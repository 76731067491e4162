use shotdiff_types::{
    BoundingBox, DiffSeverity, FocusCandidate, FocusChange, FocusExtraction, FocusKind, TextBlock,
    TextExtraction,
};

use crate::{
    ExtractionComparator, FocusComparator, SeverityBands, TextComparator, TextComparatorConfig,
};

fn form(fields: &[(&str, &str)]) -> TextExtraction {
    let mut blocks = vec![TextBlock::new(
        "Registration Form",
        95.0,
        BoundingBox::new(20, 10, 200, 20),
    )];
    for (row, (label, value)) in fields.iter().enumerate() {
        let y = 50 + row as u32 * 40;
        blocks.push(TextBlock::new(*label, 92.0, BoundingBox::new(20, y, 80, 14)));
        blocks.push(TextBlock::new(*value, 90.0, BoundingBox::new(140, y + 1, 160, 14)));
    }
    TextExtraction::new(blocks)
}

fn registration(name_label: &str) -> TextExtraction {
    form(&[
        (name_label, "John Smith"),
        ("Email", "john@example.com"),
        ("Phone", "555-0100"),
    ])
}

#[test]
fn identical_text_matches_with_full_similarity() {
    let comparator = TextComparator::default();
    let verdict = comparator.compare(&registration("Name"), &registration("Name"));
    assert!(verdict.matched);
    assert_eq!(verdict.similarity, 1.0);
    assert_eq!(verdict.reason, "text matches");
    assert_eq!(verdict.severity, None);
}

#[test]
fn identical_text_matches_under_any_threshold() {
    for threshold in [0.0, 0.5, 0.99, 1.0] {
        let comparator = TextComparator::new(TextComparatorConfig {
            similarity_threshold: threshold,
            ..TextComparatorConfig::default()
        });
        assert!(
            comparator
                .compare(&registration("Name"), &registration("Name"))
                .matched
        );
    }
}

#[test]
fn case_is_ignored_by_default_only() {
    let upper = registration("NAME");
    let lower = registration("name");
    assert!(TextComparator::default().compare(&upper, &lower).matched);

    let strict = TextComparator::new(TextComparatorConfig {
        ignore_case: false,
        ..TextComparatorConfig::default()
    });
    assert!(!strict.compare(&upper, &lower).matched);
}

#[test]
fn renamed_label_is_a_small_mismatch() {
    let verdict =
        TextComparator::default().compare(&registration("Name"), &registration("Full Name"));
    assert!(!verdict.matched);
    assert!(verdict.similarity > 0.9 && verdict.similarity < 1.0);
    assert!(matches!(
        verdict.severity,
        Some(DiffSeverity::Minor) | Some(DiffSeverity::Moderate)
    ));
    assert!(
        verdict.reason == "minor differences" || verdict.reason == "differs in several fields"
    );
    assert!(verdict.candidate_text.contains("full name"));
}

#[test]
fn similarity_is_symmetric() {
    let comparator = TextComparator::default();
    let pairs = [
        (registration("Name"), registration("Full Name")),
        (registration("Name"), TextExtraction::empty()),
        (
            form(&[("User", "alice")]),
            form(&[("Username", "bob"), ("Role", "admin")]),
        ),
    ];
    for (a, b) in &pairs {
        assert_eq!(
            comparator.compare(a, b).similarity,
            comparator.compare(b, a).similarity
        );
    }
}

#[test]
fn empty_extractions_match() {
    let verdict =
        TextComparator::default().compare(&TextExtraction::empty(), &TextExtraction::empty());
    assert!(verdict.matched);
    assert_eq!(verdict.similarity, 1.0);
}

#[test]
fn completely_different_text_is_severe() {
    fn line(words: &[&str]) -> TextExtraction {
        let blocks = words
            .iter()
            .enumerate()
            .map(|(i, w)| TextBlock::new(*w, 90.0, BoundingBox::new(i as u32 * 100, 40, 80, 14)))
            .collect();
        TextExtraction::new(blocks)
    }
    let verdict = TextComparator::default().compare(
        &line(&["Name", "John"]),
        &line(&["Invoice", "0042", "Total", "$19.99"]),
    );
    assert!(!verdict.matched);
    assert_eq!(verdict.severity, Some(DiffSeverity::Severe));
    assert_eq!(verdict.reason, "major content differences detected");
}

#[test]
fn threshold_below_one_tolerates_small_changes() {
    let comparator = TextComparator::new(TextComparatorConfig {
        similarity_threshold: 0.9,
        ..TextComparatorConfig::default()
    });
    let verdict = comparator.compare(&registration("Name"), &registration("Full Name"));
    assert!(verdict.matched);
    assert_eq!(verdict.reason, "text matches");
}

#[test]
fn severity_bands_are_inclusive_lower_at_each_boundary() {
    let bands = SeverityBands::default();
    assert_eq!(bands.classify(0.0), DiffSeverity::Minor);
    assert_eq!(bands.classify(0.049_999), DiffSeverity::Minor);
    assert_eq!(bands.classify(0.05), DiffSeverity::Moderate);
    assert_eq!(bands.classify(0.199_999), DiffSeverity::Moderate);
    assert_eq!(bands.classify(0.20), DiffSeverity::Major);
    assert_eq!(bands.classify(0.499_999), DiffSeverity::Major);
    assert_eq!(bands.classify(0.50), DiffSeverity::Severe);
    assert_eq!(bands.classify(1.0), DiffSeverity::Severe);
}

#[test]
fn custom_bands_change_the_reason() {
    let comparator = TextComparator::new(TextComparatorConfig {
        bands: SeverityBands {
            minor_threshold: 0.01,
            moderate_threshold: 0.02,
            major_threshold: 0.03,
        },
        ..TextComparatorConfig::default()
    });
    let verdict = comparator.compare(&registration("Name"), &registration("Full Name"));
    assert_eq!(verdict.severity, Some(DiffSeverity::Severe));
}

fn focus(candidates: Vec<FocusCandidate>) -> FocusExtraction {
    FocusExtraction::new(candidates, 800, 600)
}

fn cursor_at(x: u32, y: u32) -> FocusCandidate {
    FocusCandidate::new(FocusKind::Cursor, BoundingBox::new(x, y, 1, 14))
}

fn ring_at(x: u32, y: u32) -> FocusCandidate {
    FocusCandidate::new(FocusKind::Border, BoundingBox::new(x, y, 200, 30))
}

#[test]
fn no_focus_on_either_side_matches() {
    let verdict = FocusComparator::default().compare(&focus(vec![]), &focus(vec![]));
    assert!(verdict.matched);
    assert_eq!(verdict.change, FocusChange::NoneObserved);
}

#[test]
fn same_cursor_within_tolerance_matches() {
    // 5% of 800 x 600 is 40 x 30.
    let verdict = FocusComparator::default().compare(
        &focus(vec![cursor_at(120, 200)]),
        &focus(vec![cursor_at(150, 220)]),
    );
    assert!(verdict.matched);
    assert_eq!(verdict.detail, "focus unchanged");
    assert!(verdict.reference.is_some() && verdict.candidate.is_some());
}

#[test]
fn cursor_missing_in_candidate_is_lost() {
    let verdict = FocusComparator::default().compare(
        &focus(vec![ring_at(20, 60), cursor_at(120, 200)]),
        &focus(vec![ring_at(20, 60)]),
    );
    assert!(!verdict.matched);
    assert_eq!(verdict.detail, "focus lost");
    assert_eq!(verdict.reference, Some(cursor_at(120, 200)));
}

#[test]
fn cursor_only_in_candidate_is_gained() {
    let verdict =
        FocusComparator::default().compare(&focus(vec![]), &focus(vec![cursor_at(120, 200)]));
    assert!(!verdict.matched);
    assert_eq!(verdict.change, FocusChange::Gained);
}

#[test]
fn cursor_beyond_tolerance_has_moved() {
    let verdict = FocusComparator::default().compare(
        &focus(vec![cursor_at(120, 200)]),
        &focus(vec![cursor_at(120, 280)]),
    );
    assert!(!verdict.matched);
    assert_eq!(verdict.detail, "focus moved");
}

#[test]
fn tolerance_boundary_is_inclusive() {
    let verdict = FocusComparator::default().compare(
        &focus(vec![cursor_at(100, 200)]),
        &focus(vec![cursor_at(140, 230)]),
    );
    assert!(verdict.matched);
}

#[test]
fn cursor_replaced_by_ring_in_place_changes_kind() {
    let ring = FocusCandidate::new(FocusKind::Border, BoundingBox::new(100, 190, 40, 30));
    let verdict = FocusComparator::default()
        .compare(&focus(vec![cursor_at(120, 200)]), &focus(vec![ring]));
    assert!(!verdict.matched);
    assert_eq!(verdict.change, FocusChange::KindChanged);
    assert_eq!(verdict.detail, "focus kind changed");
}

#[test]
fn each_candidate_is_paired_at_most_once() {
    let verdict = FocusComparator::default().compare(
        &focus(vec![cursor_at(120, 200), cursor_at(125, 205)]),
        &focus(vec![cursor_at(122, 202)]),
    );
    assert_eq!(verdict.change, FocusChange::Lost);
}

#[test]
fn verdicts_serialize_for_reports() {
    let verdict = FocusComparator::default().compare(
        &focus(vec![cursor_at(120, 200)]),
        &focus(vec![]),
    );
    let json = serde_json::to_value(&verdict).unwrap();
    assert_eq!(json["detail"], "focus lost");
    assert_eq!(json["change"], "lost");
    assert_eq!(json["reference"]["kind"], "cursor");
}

#### Task directions:
Go through the entries above and report each line with the string "Border" in it.

#### Response to the task:
    FocusCandidate::new(FocusKind::Border, BoundingBox::new(x, y, 200, 30))
    let ring = FocusCandidate::new(FocusKind::Border, BoundingBox::new(100, 190, 40, 30));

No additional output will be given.